:: The task ::
Transcribe the records below exactly as written, from the opening line through the line that contains "pub enum OrchestrationEvent".

:: Data for this task ::
:::::
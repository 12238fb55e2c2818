//! Structured observability records.
//!
//! The engine appends an `OrchestrationEvent` at every notable point and
//! mirrors it to `tracing`. It does not format or ship these records;
//! external logging and audit consumers read the journal.

use chrono::{DateTime, Utc};
use serde::{Deserialize, Serialize};
use uuid::Uuid;

use crate::phase::Phase;

/// One orchestration event, tagged for serialization.
#[derive(Debug, Clone, Serialize, Deserialize)]
#[serde(tag = "event", rename_all = "snake_case")]
pub enum OrchestrationEvent {
    PhaseEntered {
        cycle_id: Uuid,
        depth: u32,
        phase: Phase,
        timestamp: DateTime<Utc>,
    },
    /// What `decide_next_phase` returned, with the reason it held or moved.
    PhaseDecision {
        cycle_id: Uuid,
        depth: u32,
        current_phase: Phase,
        decision: Option<Phase>,
        reason: String,
        timestamp: DateTime<Utc>,
    },
    PersistenceFailure {
        cycle_id: Uuid,
        kind: String,
        phase: Option<Phase>,
        timestamp: DateTime<Utc>,
    },
    RecoveryAttempted {
        cycle_id: Uuid,
        depth: u32,
        phase: Phase,
        recovered: bool,
        reason: Option<String>,
        timestamp: DateTime<Utc>,
    },
    RecursionAssessed {
        cycle_id: Uuid,
        depth: u32,
        terminate: bool,
        factors: Vec<String>,
        timestamp: DateTime<Utc>,
    },
    MicroCycleSpawned {
        parent_cycle_id: Uuid,
        child_cycle_id: Uuid,
        depth: u32,
        timestamp: DateTime<Utc>,
    },
    CycleCancelled {
        cycle_id: Uuid,
        depth: u32,
        timestamp: DateTime<Utc>,
    },
    CycleCompleted {
        cycle_id: Uuid,
        depth: u32,
        timestamp: DateTime<Utc>,
    },
}

impl OrchestrationEvent {
    /// The cycle this event belongs to (the parent for spawn events).
    pub fn cycle_id(&self) -> Uuid {
        match self {
            OrchestrationEvent::PhaseEntered { cycle_id, .. }
            | OrchestrationEvent::PhaseDecision { cycle_id, .. }
            | OrchestrationEvent::PersistenceFailure { cycle_id, .. }
            | OrchestrationEvent::RecoveryAttempted { cycle_id, .. }
            | OrchestrationEvent::RecursionAssessed { cycle_id, .. }
            | OrchestrationEvent::CycleCancelled { cycle_id, .. }
            | OrchestrationEvent::CycleCompleted { cycle_id, .. } => *cycle_id,
            OrchestrationEvent::MicroCycleSpawned {
                parent_cycle_id, ..
            } => *parent_cycle_id,
        }
    }
}

/// Ordered, append-only collection of orchestration events.
#[derive(Debug, Default, Serialize, Deserialize)]
pub struct EventJournal {
    events: Vec<OrchestrationEvent>,
}

impl EventJournal {
    pub fn new() -> Self {
        Self::default()
    }

    /// Append an event and mirror it to `tracing`.
    pub fn record(&mut self, event: OrchestrationEvent) {
        match &event {
            OrchestrationEvent::PhaseEntered {
                cycle_id,
                depth,
                phase,
                ..
            } => {
                tracing::info!(cycle_id = %cycle_id, depth, phase = %phase, "phase entered");
            }
            OrchestrationEvent::PhaseDecision {
                cycle_id,
                current_phase,
                decision,
                reason,
                ..
            } => {
                tracing::debug!(
                    cycle_id = %cycle_id,
                    current = %current_phase,
                    decision = ?decision,
                    reason,
                    "phase decision"
                );
            }
            OrchestrationEvent::PersistenceFailure { cycle_id, kind, .. } => {
                tracing::warn!(cycle_id = %cycle_id, kind, "persistence failure");
            }
            OrchestrationEvent::RecoveryAttempted {
                cycle_id,
                phase,
                recovered,
                ..
            } => {
                tracing::warn!(cycle_id = %cycle_id, phase = %phase, recovered, "recovery attempted");
            }
            OrchestrationEvent::RecursionAssessed {
                cycle_id,
                terminate,
                factors,
                ..
            } => {
                tracing::info!(cycle_id = %cycle_id, terminate, ?factors, "recursion assessed");
            }
            OrchestrationEvent::MicroCycleSpawned {
                parent_cycle_id,
                child_cycle_id,
                depth,
                ..
            } => {
                tracing::info!(
                    parent = %parent_cycle_id,
                    child = %child_cycle_id,
                    depth,
                    "micro-cycle spawned"
                );
            }
            OrchestrationEvent::CycleCancelled { cycle_id, .. } => {
                tracing::info!(cycle_id = %cycle_id, "cycle cancelled");
            }
            OrchestrationEvent::CycleCompleted { cycle_id, .. } => {
                tracing::info!(cycle_id = %cycle_id, "cycle completed");
            }
        }
        self.events.push(event);
    }

    /// All recorded events in order.
    pub fn events(&self) -> &[OrchestrationEvent] {
        &self.events
    }

    /// Events belonging to one cycle, in order.
    pub fn events_for(&self, cycle_id: Uuid) -> Vec<&OrchestrationEvent> {
        self.events
            .iter()
            .filter(|e| e.cycle_id() == cycle_id)
            .collect()
    }

    pub fn len(&self) -> usize {
        self.events.len()
    }

    pub fn is_empty(&self) -> bool {
        self.events.is_empty()
    }
}

#[cfg(test)]
mod tests {
    use super::*;

    #[test]
    fn test_journal_preserves_order() {
        let mut journal = EventJournal::new();
        let id = Uuid::new_v4();
        journal.record(OrchestrationEvent::PhaseEntered {
            cycle_id: id,
            depth: 0,
            phase: Phase::Expand,
            timestamp: Utc::now(),
        });
        journal.record(OrchestrationEvent::CycleCompleted {
            cycle_id: id,
            depth: 0,
            timestamp: Utc::now(),
        });

        assert_eq!(journal.len(), 2);
        assert!(matches!(
            journal.events()[0],
            OrchestrationEvent::PhaseEntered { .. }
        ));
        assert!(matches!(
            journal.events()[1],
            OrchestrationEvent::CycleCompleted { .. }
        ));
    }

    #[test]
    fn test_events_for_filters_by_cycle() {
        let mut journal = EventJournal::new();
        let a = Uuid::new_v4();
        let b = Uuid::new_v4();
        journal.record(OrchestrationEvent::CycleCancelled {
            cycle_id: a,
            depth: 0,
            timestamp: Utc::now(),
        });
        journal.record(OrchestrationEvent::CycleCompleted {
            cycle_id: b,
            depth: 0,
            timestamp: Utc::now(),
        });

        assert_eq!(journal.events_for(a).len(), 1);
        assert_eq!(journal.events_for(b).len(), 1);
    }

    #[test]
    fn test_spawn_event_belongs_to_parent() {
        let parent = Uuid::new_v4();
        let event = OrchestrationEvent::MicroCycleSpawned {
            parent_cycle_id: parent,
            child_cycle_id: Uuid::new_v4(),
            depth: 1,
            timestamp: Utc::now(),
        };
        assert_eq!(event.cycle_id(), parent);
    }

    #[test]
    fn test_event_serialization_is_tagged() {
        let event = OrchestrationEvent::PhaseEntered {
            cycle_id: Uuid::new_v4(),
            depth: 0,
            phase: Phase::Expand,
            timestamp: Utc::now(),
        };
        let json = serde_json::to_string(&event).unwrap();
        assert!(json.contains("\"event\":\"phase_entered\""));
        assert!(json.contains("\"phase\":\"expand\""));
    }
}
//! Persistence adapter and storage backends.
//!
//! The adapter (`MemoryAdapter`) is the engine's only path to storage and
//! swallows every backend failure. Backends implement the narrow
//! `MemoryStore` contract.

mod adapter;
mod store;

pub use adapter::MemoryAdapter;
pub use store::{FailingStore, InMemoryStore, JsonFileStore, MemoryStore, StoredRecord};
:::::
:: Solved exercise ::
repository 12238fb55e2c2818
//! Structured observability records.
//!
//! The engine appends an `OrchestrationEvent` at every notable point and
//! mirrors it to `tracing`. It does not format or ship these records;
//! external logging and audit consumers read the journal.

use chrono::{DateTime, Utc};
use serde::{Deserialize, Serialize};
use uuid::Uuid;

use crate::phase::Phase;

/// One orchestration event, tagged for serialization.
#[derive(Debug, Clone, Serialize, Deserialize)]
#[serde(tag = "event", rename_all = "snake_case")]
pub enum OrchestrationEvent {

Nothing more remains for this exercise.